The apartment block in 6A Lobanovsky Avenue which was hit with a missile in Kyiv, Ukraine, February 26, 2022. /CFP

And just as NATO kept nibbling at Ukraine, the U.S. and the mini-NATO in Asia keeps nagging China on its core interests. In the South China Sea, the alliances have been stepping up their naval presence. Alliances like AUKUS has opened the door for the West's deployment of more vessels like nuclear-powered submarines around China.

What America and the West is doing to China very much follows a similar script of being politically and rhetorically provocative while dangling with the possibility of military confrontation. Ukraine has blown up because the United States has squeezed its competitor's geopolitical maneuverability too far. Shouldn't the United States start to think about the danger and negative consequences of tap-dancing on other nation's interests?

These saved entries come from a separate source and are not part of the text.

impl Database {
    /// Create or open a database at the specified path
    pub fn open<P: AsRef<Path>>(db_path: P) -> Result<Self, DatabaseError> {
        let conn = Connection::open(db_path)?;
        conn.pragma_update(None, "journal_mode", "WAL")?;
        conn.pragma_update(None, "synchronous", "NORMAL")?;
        let db = Self { conn };
        db.init_schema()?;
        Ok(db)
    }

    /// Private in-memory database (tests, dry runs)
    pub fn open_in_memory() -> Result<Self, DatabaseError> {
        let db = Self {
            conn: Connection::open_in_memory()?,
        };
        db.init_schema()?;
        Ok(db)
    }

    /// Initialize database schema with tables and indexes
    fn init_schema(&self) -> Result<(), DatabaseError> {
        self.conn.pragma_update(None, "foreign_keys", "ON")?;
        self.conn.busy_timeout(std::time::Duration::from_secs(5))?;

        self.conn.execute_batch(
            r#"
            CREATE TABLE IF NOT EXISTS users (
                id INTEGER PRIMARY KEY AUTOINCREMENT,
                goal_slider REAL NOT NULL DEFAULT 0.5 CHECK (goal_slider BETWEEN 0 AND 1),
                rir_bias REAL NOT NULL DEFAULT 0 CHECK (rir_bias BETWEEN -3 AND 3),
                rir_bias_lr REAL NOT NULL DEFAULT 0.1 CHECK (rir_bias_lr > 0),
                rir_bias_error_ema REAL NOT NULL DEFAULT 0,
                recovery_multipliers TEXT NOT NULL DEFAULT '{}',
                available_plates TEXT NOT NULL DEFAULT '[]',
                barbell_weight_kg REAL NOT NULL DEFAULT 20 CHECK (barbell_weight_kg > 0),
                equipment_type TEXT NOT NULL DEFAULT 'barbell',
                experience_level TEXT,
                sex TEXT,
                created_at TEXT NOT NULL
            );

            CREATE TABLE IF NOT EXISTS exercises (
                id INTEGER PRIMARY KEY AUTOINCREMENT,
                name TEXT NOT NULL UNIQUE,
                equipment_type TEXT,
                main_target_muscle_group TEXT
            );

            CREATE TABLE IF NOT EXISTS workouts (
                id INTEGER PRIMARY KEY AUTOINCREMENT,
                user_id INTEGER NOT NULL REFERENCES users (id) ON DELETE CASCADE,
                started_at TEXT NOT NULL,
                completed_at TEXT,
                sleep_hours REAL,
                stress_level INTEGER CHECK (stress_level BETWEEN 1 AND 10),
                hrv_ms REAL,
                session_rpe INTEGER CHECK (session_rpe BETWEEN 1 AND 10)
            );

            CREATE TABLE IF NOT EXISTS workout_sets (
                id INTEGER PRIMARY KEY AUTOINCREMENT,
                workout_id INTEGER NOT NULL REFERENCES workouts (id) ON DELETE CASCADE,
                exercise_id INTEGER NOT NULL REFERENCES exercises (id),
                set_number INTEGER NOT NULL,
                actual_weight REAL NOT NULL,
                actual_reps INTEGER NOT NULL,
                actual_rir REAL,
                mti INTEGER NOT NULL DEFAULT 0,
                completed_at TEXT NOT NULL,
                notes TEXT,
                UNIQUE (workout_id, exercise_id, set_number)
            );

            CREATE TABLE IF NOT EXISTS estimated_1rm_history (
                id INTEGER PRIMARY KEY AUTOINCREMENT,
                user_id INTEGER NOT NULL REFERENCES users (id) ON DELETE CASCADE,
                exercise_id INTEGER NOT NULL REFERENCES exercises (id),
                estimated_1rm REAL NOT NULL,
                source_weight REAL,
                source_reps INTEGER,
                source_rir REAL,
                calculated_at TEXT NOT NULL
            );

            CREATE TABLE IF NOT EXISTS mesocycles (
                id INTEGER PRIMARY KEY AUTOINCREMENT,
                user_id INTEGER NOT NULL REFERENCES users (id) ON DELETE CASCADE,
                phase TEXT NOT NULL,
                start_date TEXT NOT NULL,
                week_number INTEGER NOT NULL CHECK (week_number >= 1)
            );

            CREATE TABLE IF NOT EXISTS plateau_events (
                id INTEGER PRIMARY KEY AUTOINCREMENT,
                user_id INTEGER NOT NULL REFERENCES users (id) ON DELETE CASCADE,
                exercise_id INTEGER NOT NULL REFERENCES exercises (id),
                detected_at TEXT NOT NULL,
                plateau_duration INTEGER NOT NULL,
                protocol_applied TEXT NOT NULL,
                details TEXT NOT NULL DEFAULT '{}',
                acknowledged_at TEXT
            );

            CREATE INDEX IF NOT EXISTS idx_workouts_user_started ON workouts (user_id, started_at);
            CREATE INDEX IF NOT EXISTS idx_sets_workout_exercise ON workout_sets (workout_id, exercise_id);
            CREATE INDEX IF NOT EXISTS idx_1rm_user_exercise ON estimated_1rm_history (user_id, exercise_id, calculated_at);
            CREATE INDEX IF NOT EXISTS idx_mesocycles_user ON mesocycles (user_id, start_date);
            CREATE INDEX IF NOT EXISTS idx_plateau_user_exercise ON plateau_events (user_id, exercise_id, detected_at);
            "#,
        )?;

        Ok(())
    }

    pub fn conn(&self) -> &Connection {
        &self.conn
    }

    /// `BEGIN IMMEDIATE`: takes the write lock up front, which serializes
    /// concurrent read-modify-write cycles on the same user's state
    pub fn immediate_transaction(&mut self) -> Result<Transaction<'_>, DatabaseError> {
        Ok(self
            .conn
            .transaction_with_behavior(TransactionBehavior::Immediate)?)
    }

    /// Install the reference exercise catalogue; existing names are left alone
    pub fn seed_reference_exercises(&self) -> Result<usize, DatabaseError> {
        let mut inserted = 0;
        for (name, equipment, muscle) in REFERENCE_EXERCISES {
            inserted += self.conn.execute(
                "INSERT OR IGNORE INTO exercises (name, equipment_type, main_target_muscle_group)
                 VALUES (?1, ?2, ?3)",
                params![name, equipment.as_str(), muscle],
            )?;
        }
        Ok(inserted)
    }
}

The world has spent decades talking about the U.S. hegemony, the liberal world order and the economic development it has brought. But, as Ukraine crisis goes on, it is time to start talking about how that hegemony has fed the insatiable appetite of U.S.' geopolitical objectives. U.S., as a superpower, may have facilitated the growth of world economy, but it hasn't given freedom for nations to fulfill their own national interests. Its much taunted "liberalism" isn't freedom, it's commercial.

Ukraine is becoming the victim of decades-long of U.S.' unrestrained expansion of its influence. Let's hope that no one else would fall to the same victimhood again.